Survival of the Unfittest
Dr Ian Gunn, BVSc, FACVS, project director at the Animal Gene Storage Resource Centre of Australia, Institute of Reproduction and Development, Monash Medical Centre, was asked by the kangaroo industry in 1997 to approve a reduction in the official weight of kangaroos being commercially killed. This request by the industry is of great concern to Viva! as it means that there are
insufficient numbers of kangaroos meeting the current weight.
Dr Gunn refused to support the request by the kangaroo industry and stated in July 1997: “..the current situation will ultimately reduce the mature weights and sizes of future generations and could lead to a decrease in the ability of the population to survive. The ability to accept adhoc decisions and to the development of future policy without rational and valid facts, seems to be a continual feature of this industry. Without a national plan to preserve the species and the environment, it is totally inappropriate to allow the continual mass slaughter on the basis of the economic viability of those in the industry.” (4)“...the continued slaughter of kangaroos has the potential to cause the extinction of a number of remaining species.”
In 1999, Dr Gunn explained that the continued culling may cause extinctions for three reasons (22):
1. The indiscriminate killing - ie the elimination of the largest, healthiest kangaroos. 2. The unreliable and largely estimated kangaroo population figures that the Government and industry use to justify the extent of their kill. 3. The relocation of species habitats. Kangaroos are being forced into areas that are very sensitive to climatic changes and increased grazing pressures as eg their habitat has been destroyed and they have been killed in increasing numbers.


Dr Gunn stated in 1999 that:
“The evidence is indisputable and, if left to continue, has the potential to result in reduced genetic variability, lower reproductive efficiency and a radical reduction in the population density below sustainable levels in certain regions of the country when associated with habitat destruction or seasonal conditions such as droughts.” He further states that Australia has the worst wildlife record in the world. Since the settlement of Europeans 210 years ago, 18 species of mammals have become extinct (half of all the world’s loss of mammals in the same time), another 45 are threatened with extinction. Six species of macropods have become extinct (and a further four are extinct on the mainland), seven are classed as endangered and 10 as vulnerable. Only nine species are considered abundant however these are killed annually (22).
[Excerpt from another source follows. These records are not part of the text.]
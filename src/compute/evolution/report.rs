//! Report writer: JSON and CSV exports of timetables and search results.

use std::fmt::Write as _;
use std::fs;
use std::io;
use std::path::{Path, PathBuf};

use crate::compute::{EnergyDistribution, EnergySimulator, Timetable};
use crate::schema::{
    EvolutionHistory, IndividualSnapshot, RandomWalkResult, ReuseRule, ScheduleParams,
};

/// Writes report files into one output directory.
#[derive(Debug, Clone)]
pub struct ReportWriter {
    output_dir: PathBuf,
}

impl ReportWriter {
    /// Create the writer, creating the directory if needed.
    pub fn new<P: AsRef<Path>>(dir: P) -> io::Result<Self> {
        let output_dir = dir.as_ref().to_path_buf();
        fs::create_dir_all(&output_dir)?;
        Ok(Self { output_dir })
    }

    pub fn output_dir(&self) -> &Path {
        &self.output_dir
    }

    fn write(&self, name: &str, contents: String) -> io::Result<PathBuf> {
        let path = self.output_dir.join(name);
        fs::write(&path, contents)?;
        log::debug!("Wrote {}", path.display());
        Ok(path)
    }

    /// Missions, stations and intervals as pretty JSON.
    pub fn write_timetable(&self, name: &str, timetable: &Timetable) -> io::Result<PathBuf> {
        let json = serde_json::to_string_pretty(timetable)?;
        self.write(name, json)
    }

    /// One line per mission: `station,time` pairs at every arrival and
    /// departure.
    pub fn write_plot_data(&self, name: &str, timetable: &Timetable) -> io::Result<PathBuf> {
        let mut out = String::new();
        for points in timetable.plot_data() {
            let line: Vec<String> = points
                .iter()
                .map(|(station, time)| format!("{station},{time}"))
                .collect();
            out.push_str(&line.join(","));
            out.push('\n');
        }
        self.write(name, out)
    }

    /// One file per arm and series: `{prefix}-consume-arm-{id}.csv` and
    /// `{prefix}-produce-arm-{id}.csv`, one value per second.
    pub fn write_energy_distribution(
        &self,
        prefix: &str,
        distribution: &EnergyDistribution,
    ) -> io::Result<Vec<PathBuf>> {
        let series = distribution
            .consume
            .iter()
            .map(|(arm, values)| ("consume", arm, values))
            .chain(
                distribution
                    .produce
                    .iter()
                    .map(|(arm, values)| ("produce", arm, values)),
            );

        let mut paths = Vec::new();
        for (kind, arm, values) in series {
            let mut out = String::with_capacity(values.len() * 8);
            for v in values {
                // Writing into a String cannot fail.
                let _ = writeln!(out, "{v}");
            }
            paths.push(self.write(&format!("{prefix}-{kind}-arm-{arm}.csv"), out)?);
        }
        Ok(paths)
    }

    /// `generation,best_fitness,worst_fitness,avg_fitness` per generation.
    pub fn write_history(&self, name: &str, history: &EvolutionHistory) -> io::Result<PathBuf> {
        let mut out = String::from("generation,best_fitness,worst_fitness,avg_fitness\n");
        for g in &history.generations {
            let _ = writeln!(
                out,
                "{},{},{},{}",
                g.generation, g.best_fitness, g.worst_fitness, g.avg_fitness
            );
        }
        self.write(name, out)
    }

    /// One line per walker with its fitness trace.
    pub fn write_random_walk(&self, name: &str, result: &RandomWalkResult) -> io::Result<PathBuf> {
        let mut out = String::new();
        for trace in &result.traces {
            let line: Vec<String> = trace.iter().map(f64::to_string).collect();
            out.push_str(&line.join(","));
            out.push('\n');
        }
        self.write(name, out)
    }

    /// Snapshot as pretty JSON.
    pub fn write_snapshot(&self, name: &str, snapshot: &IndividualSnapshot) -> io::Result<PathBuf> {
        let json = serde_json::to_string_pretty(snapshot)?;
        self.write(name, json)
    }

    /// Every export of one solution under `label`: snapshot, decoded
    /// timetable, plot data and energy series.
    pub fn write_solution(
        &self,
        label: &str,
        snapshot: &IndividualSnapshot,
        params: &ScheduleParams,
        rule: ReuseRule,
    ) -> io::Result<Vec<PathBuf>> {
        snapshot
            .config
            .validate(params)
            .map_err(|e| io::Error::new(io::ErrorKind::InvalidInput, e))?;
        let timetable = Timetable::decode(&snapshot.config, params);
        let distribution = EnergySimulator::new(params, rule).distribution(&timetable);

        let mut paths = vec![
            self.write_snapshot(&format!("{label}-config.json"), snapshot)?,
            self.write_timetable(&format!("{label}-timetable.json"), &timetable)?,
            self.write_plot_data(&format!("{label}-plot.csv"), &timetable)?,
        ];
        paths.extend(self.write_energy_distribution(label, &distribution)?);
        log::info!(
            "Saved {} report files for '{}' to {}",
            paths.len(),
            label,
            self.output_dir.display()
        );
        Ok(paths)
    }
}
The basis of Charles Darwin’s theory of natural selection is that natural factors kill the less fit individuals in all wildlife species and so only the fittest survive to reproduce. This is survival of the fittest and is an essential process for a species to remain healthy and genetically viable.
The annual kangaroo massacre undermines the process of natural selection. The larger animals are always targeted as they provide more meat and skin. This means that although a population will try to breed quickly to regain numbers, the less fit individuals reproduce, leading to a genetically inferior population. This situation is worsened in severe drought conditions when, on top of the millions of kangaroos that die naturally, the kangaroo industry wipes out the very individuals who are able to survive the extreme conditions. This unnatural process which flies in the face of nature, leads to populations of kangaroos becoming less and less suited to the harsh environments which they face.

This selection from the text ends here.